Metadata-Version: 2.4
Name: elarodon
Version: 0.1.1
Summary: A comprehensive pipeline for detection and analysis of large genomic rearrangements from Oxford Nanopore Technologies (ONT) sequencing data.
Home-page: https://github.com/aakechin/eLaRodON
Author: Kechin A., Mikheeva R.
Author-email: mikheeva@yandex.ru
Classifier: Programming Language :: Python :: 3
Classifier: Programming Language :: Python :: 3.10
Classifier: Programming Language :: Python :: 3.11
Classifier: License :: OSI Approved :: MIT License
Classifier: Operating System :: OS Independent
Requires-Python: >=3.10
Description-Content-Type: text/markdown
Requires-Dist: biopython==1.84
Requires-Dist: pandas==2.2.2
Requires-Dist: pysam==0.22.1
Requires-Dist: toml==0.10.2
Requires-Dist: tqdm==4.66.5

# eLaRodON

A comprehensive pipeline for detection and analysis of large genomic rearrangements from Oxford Nanopore Technologies (ONT) sequencing data.

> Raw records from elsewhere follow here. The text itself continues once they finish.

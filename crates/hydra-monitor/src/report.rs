//! Scheduled report generation: a twice-daily task that, for
//! every channel with cached messages, resolves its category, compresses
//! the cache, asks the AI gateway for a narrative summary, writes the
//! report artifacts, sends a short HTML digest, and clears the cache.

use std::time::Duration;

use chrono::Utc;
use hydra_channels::{Channel as _, ChannelManager, MessageFormat, OutboundMessage};
use hydra_compress::{compress, format_for_prompt, CompressorConfig};
use hydra_core::types::ChannelCategory;
use hydra_gateway::{ChatRequest, Message};
use rand::Rng;
use tokio_util::sync::CancellationToken;
use tracing::{error, info, warn};

use crate::category;
use crate::export::write_report;
use crate::state::AppState;

/// Minimum/maximum inter-channel jitter.
const JITTER_MIN_SECS: u64 = 60;
const JITTER_MAX_SECS: u64 = 180;

/// Telegram-facing summary truncation limit.
const SUMMARY_MAX_CHARS: usize = 4000;

/// Drive the scheduler for the process lifetime: sleep until the next
/// Asia/Shanghai 08:00/20:00 wake, run one report pass, repeat, until
/// `cancel` fires.
pub async fn run_scheduler(state: &AppState, channels: &ChannelManager, cancel: CancellationToken) {
    loop {
        let now = Utc::now();
        let wake = hydra_core::timezone::next_wake(now);
        let sleep_for = (wake - now).to_std().unwrap_or(Duration::ZERO);

        tokio::select! {
            _ = tokio::time::sleep(sleep_for) => {
                info!("scheduler: waking for scheduled report pass");
                run_report_pass(state, channels).await;
            }
            _ = cancel.cancelled() => {
                info!("scheduler: cancellation requested, stopping");
                return;
            }
        }
    }
}

/// Run one pass over every channel with cached messages.
pub async fn run_report_pass(state: &AppState, channels: &ChannelManager) {
    let channel_ids = match state.db.channels_with_cache() {
        Ok(ids) => ids,
        Err(e) => {
            error!(error = %e, "scheduler: failed to list channels with cache, aborting pass");
            return;
        }
    };

    for (i, channel_id) in channel_ids.iter().enumerate() {
        if let Err(e) = process_channel(state, channels, channel_id.as_str()).await {
            error!(channel_id = %channel_id, error = %e, "scheduler: report generation failed for channel");
        }

        if i + 1 < channel_ids.len() {
            let jitter = rand::thread_rng().gen_range(JITTER_MIN_SECS..=JITTER_MAX_SECS);
            tokio::time::sleep(Duration::from_secs(jitter)).await;
        }
    }
}

async fn process_channel(
    state: &AppState,
    channels: &ChannelManager,
    channel_id: &str,
) -> crate::error::Result<()> {
    let channel = state.db.get_channel(channel_id)?;
    let channel_name = channel.as_ref().map(|c| c.name.clone()).unwrap_or_else(|| channel_id.to_string());

    // Step 1: auto-detect category if still the default.
    let category = match &channel {
        Some(c) if c.category != ChannelCategory::Market => c.category,
        _ => {
            let samples = state.db.sample_texts(channel_id, 50)?;
            let detected = category::classify(&samples);
            if detected != ChannelCategory::Market {
                state.db.ensure_channel(channel_id, &channel_name)?;
                state.db.set_channel_category(channel_id, detected)?;
            }
            detected
        }
    };

    // Step 2: editorial channels never produce a report.
    if matches!(category, ChannelCategory::Tech | ChannelCategory::Resource | ChannelCategory::Skip) {
        info!(channel_id, %category, "scheduler: editorial channel, clearing cache without a report");
        state.db.clear_cache(channel_id)?;
        return Ok(());
    }

    // Step 3: compress, summarize, export, send, clear.
    let messages = state.db.cached_messages(channel_id)?;
    if messages.is_empty() {
        return Ok(());
    }

    let today = Utc::now().date_naive();
    for m in &messages {
        state.hotwords.add_message(today, &m.text);
    }

    let compressor_config = CompressorConfig {
        min_length: state.config.compressor.min_length,
        max_messages: state.config.compressor.max_messages,
        score_threshold: state.config.compressor.score_threshold,
    };
    let result = compress(&channel_name, &messages, &compressor_config);
    let digest = format_for_prompt(&result);

    let summary_md = summarize(state, &channel_name, &digest).await;

    let artifacts = write_report(&state.config.monitor.reports_dir, &channel_name, &summary_md, &result, Utc::now())?;

    let mut html = format!(
        "<b>{} — scheduled report</b>\n\n{}",
        html_escape(&channel_name),
        html_escape(&truncate(&summary_md, 3500))
    );
    html.push_str(&format!(
        "\n\n<a href=\"file://{}\">markdown</a> · <a href=\"file://{}\">data</a>",
        artifacts.markdown_path.display(),
        artifacts.json_path.display()
    ));
    let html = truncate(&html, SUMMARY_MAX_CHARS);

    if let Some(target) = state
        .config
        .monitor
        .report_target_channel
        .clone()
        .or_else(|| state.config.monitor.target_channel.clone())
    {
        let outbound = OutboundMessage {
            channel: "telegram".to_string(),
            recipient_id: target,
            content: html,
            format: MessageFormat::Html,
            link_preview: false,
        };
        if let Some(ch) = channels.get("telegram") {
            if let Err(e) = ch.send(&outbound).await {
                warn!(channel_id, error = %e, "scheduler: failed to send report summary");
            }
        }
    }

    if let Err(e) = state.hotwords.persist_to_db(&persist_conn(state)?, today) {
        warn!(channel_id, error = %e, "scheduler: failed to persist hot words");
    }

    state.db.clear_cache(channel_id)?;
    Ok(())
}

/// The hot-words table lives in the same database as the rest of monitor
/// state, but `HotWordsService::persist_to_db` wants a `&Connection`
/// directly rather than the pooled handle `MonitorDb` wraps — open a
/// short-lived connection to the same file for the call.
fn persist_conn(state: &AppState) -> crate::error::Result<rusqlite::Connection> {
    let conn = rusqlite::Connection::open(&state.config.database.path)?;
    hydra_compress::hotwords::init_db(&conn)?;
    Ok(conn)
}

async fn summarize(state: &AppState, channel_name: &str, digest: &str) -> String {
    if !state.gateway.is_available() {
        return digest.to_string();
    }

    let req = ChatRequest::new(vec![
        Message::system(
            "You write concise, neutral market-news digests from a structured feed of cleaned \
             messages. Summarize the key developments, do not invent facts not present in the feed.",
        ),
        Message::user(format!("Channel: {channel_name}\n\n{digest}")),
    ]);

    match state.gateway.call(&req).await {
        Ok(resp) => resp.content,
        Err(e) => {
            warn!(channel_name, error = %e, "scheduler: AI summary call failed, falling back to raw digest");
            digest.to_string()
        }
    }
}

fn html_escape(text: &str) -> String {
    text.replace('&', "&amp;").replace('<', "&lt;").replace('>', "&gt;")
}

fn truncate(text: &str, max_chars: usize) -> String {
    if text.chars().count() <= max_chars {
        text.to_string()
    } else {
        text.chars().take(max_chars.saturating_sub(1)).collect::<String>() + "…"
    }
}

#[cfg(test)]
mod tests {
    use super::*;
    use hydra_core::config::HydraConfig;
    use hydra_core::types::CachedMessage;
    use rusqlite::Connection;

    fn test_state() -> (AppState, tempfile::TempDir) {
        let dir = tempfile::tempdir().unwrap();
        let mut config = HydraConfig::default();
        config.database.path = dir.path().join("hydra.sqlite3");
        config.monitor.reports_dir = dir.path().to_path_buf();
        let db_conn = Connection::open(&config.database.path).unwrap();
        let gateway_conn = Connection::open_in_memory().unwrap();
        (AppState::new(config, db_conn, gateway_conn).unwrap(), dir)
    }

    #[tokio::test]
    async fn editorial_channel_clears_cache_without_report() {
        let (state, _dir) = test_state();
        let channels = ChannelManager::new();
        state.db.ensure_channel("100", "Tech Digest").unwrap();
        state.db.set_channel_category("100", ChannelCategory::Tech).unwrap();
        state
            .db
            .insert_cached_message(&CachedMessage {
                channel_id: "100".into(),
                channel_name: "Tech Digest".into(),
                sender: "dev".into(),
                text: "new rust release with async improvements".into(),
                ts: Utc::now(),
            })
            .unwrap();

        process_channel(&state, &channels, "100").await.unwrap();
        assert!(state.db.cached_messages("100").unwrap().is_empty());
    }

    #[tokio::test]
    async fn market_channel_with_no_ai_still_writes_artifacts_from_raw_digest() {
        let (state, dir) = test_state();
        let channels = ChannelManager::new();
        state.db.ensure_channel("200", "Market News").unwrap();
        for i in 0..5 {
            state
                .db
                .insert_cached_message(&CachedMessage {
                    channel_id: "200".into(),
                    channel_name: "Market News".into(),
                    sender: "trader".into(),
                    text: format!("BTC breaks ${i}00k resistance on spot volume surge today bullish"),
                    ts: Utc::now(),
                })
                .unwrap();
        }

        process_channel(&state, &channels, "200").await.unwrap();
        assert!(state.db.cached_messages("200").unwrap().is_empty());
        assert!(dir.path().join("reports").join("channels").exists());
    }
}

![Python](https://img.shields.io/badge/Python-3.7%2B-blue)
![License](https://img.shields.io/badge/License-MIT-green)

## Table of Contents
- [Overview](#overview)
- [Installation](#installation)
- [Quick Start](#quick-start)
- [Detailed Usage](#detailed-usage)
- [Output Files](#output-files)
- [Example](#example)
- [Troubleshooting](#troubleshooting)
- [Citation](#citation)
- [License](#license)

# Overview

The ONTLRcaller pipeline performs detection and characterization of large genomic rearrangements through four integrated modules:

[![](https://mermaid.ink/img/pako:eNpVkFFrgzAUhf9KuM-26NQa8zBodYXC6KAbe5gWCXptHZpIjNu62v--aDfK7lNOzndykpwhlwUCg4Pi7ZG8xKkgZpbJ0_blcZfzuka1J7PZ_bDjn2TU3UBWybusxER0-2tgNTHrqtaosCDGGEiU8Lo6iAaFzjbb53_kRnSodCXFyF2NaDKWQkjNNRYDiZMCy0pgpk8tZrlCs5195GV2q41_awWviex12-uBPCSv0ZqUVY17sMy7qgKYVj1a0KBq-CjhPMZT0EdsMAVmlqaK97VOIRUXE2u5eJOy-Usq2R-OwEped0b1bWGuElfcfNoNQVGgimQvNDAnmI4AdoYvYG7gzD0npAubuiH13MC34ATMC-bUufMdx_M8O3ToxYLvqdOe08C3zQSh6_shpYvLD7JJhTs?type=png)](https://mermaid.live/edit#pako:eNpVkFFrgzAUhf9KuM-26NQa8zBodYXC6KAbe5gWCXptHZpIjNu62v--aDfK7lNOzndykpwhlwUCg4Pi7ZG8xKkgZpbJ0_blcZfzuka1J7PZ_bDjn2TU3UBWybusxER0-2tgNTHrqtaosCDGGEiU8Lo6iAaFzjbb53_kRnSodCXFyF2NaDKWQkjNNRYDiZMCy0pgpk8tZrlCs5195GV2q41_awWviex12-uBPCSv0ZqUVY17sMy7qgKYVj1a0KBq-CjhPMZT0EdsMAVmlqaK97VOIRUXE2u5eJOy-Usq2R-OwEped0b1bWGuElfcfNoNQVGgimQvNDAnmI4AdoYvYG7gzD0npAubuiH13MC34ATMC-bUufMdx_M8O3ToxYLvqdOe08C3zQSh6_shpYvLD7JJhTs)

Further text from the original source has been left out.